As we understand it, if you are admitted to a hospital (overnight or more than 24 hours), the copay will be 20% (or 10% at Special Preferred Provider Hospitals)
If you are at a hospital for less than 24 hours, such as an emergency room visit, this is considered ambulatory care, and you would be expected to pay upfront, and file your claim for reimbursements.

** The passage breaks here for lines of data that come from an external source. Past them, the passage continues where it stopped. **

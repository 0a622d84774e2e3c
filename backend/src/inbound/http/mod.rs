//! HTTP inbound adapter exposing the REST endpoints.
//!
//! Handlers parse path, query and body input, resolve the matching use case
//! from [`state::HttpState`] and render its [`crate::domain::ResponseEnvelope`]
//! in the caller's language.

pub mod auth;
pub mod error;
pub mod foods;
pub mod health;
pub mod language;
pub mod requests;
pub mod state;
#[cfg(test)]
pub mod test_utils;
pub mod users;
pub mod validation;

pub use error::{EnvelopeError, reply};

17. Is there an English speaking person, who will help us with the claims process?
Copied from "B" above:
The Broker who will offer customer service is VITAL. They have two offices, they are in the World Trade Building in Guayaquil, and also at OMNI Hospital in Guayaquil. We have spent much time with the broker and his staff (Bilingual / Spanish and English Speaking). We have been impressed with them as professionals. We have a commitment, that a young man, by the name of Jorge Chavez (Bi-lingual / Spanish and English Speaking), will serve as the direct Account Executive for our Group. Many of us know Jorge Chavez, because he spoke at some of the informative lunch meetings which were held on the Peninsula regarding the "Manta Salud" Group. VITAL has even agreed to consider our suggestion of quickly putting in place, a North American telephone number, so that those of us with Magicjack, etc, can reach Jorge through this method.
...Thank you for your continued interest and patience. We hope to have more information sent to you early in the week...
Special Request (at your option): If you are seriously interested in this option, we would like to begin a database of those who will need an INITIAL PERIOD ENROLLMENT PACKET (via email). If so, please send us an Email (SUBJECT = ENROLLMENT) with the following information:
Individual Coverage (If Applicable):
Full name exactly as is listed on your Cedula or Passport.
Date of Birth.
Family Coverage (If Applicable):
Full name of Titular (Head of Household) as is listed on Cedula or Passport.
Date of Birth.
Dependent 1: Full name exactly as is listed on Cedula or Passport and Date of Birth. Relationship to Titular (Head of Household): Ex. Spouse / Child
Dependent 2: Full name exactly as is listed on Cedula or Passport and Date of Birth. Relationship to Titular (Head of Household): Ex. Spouse / Child
Etcetera (Same information for each additional Dependent)
Correspondence Email Address: FOPS.HEALTHPLAN@GMAIL.COM
Im interested in hearing about the Fops plan. I have IESS, but FOPS is Friends of Padre Simon whom Ive known for over a decade. It is connected I believe in some way with Kairos foundation.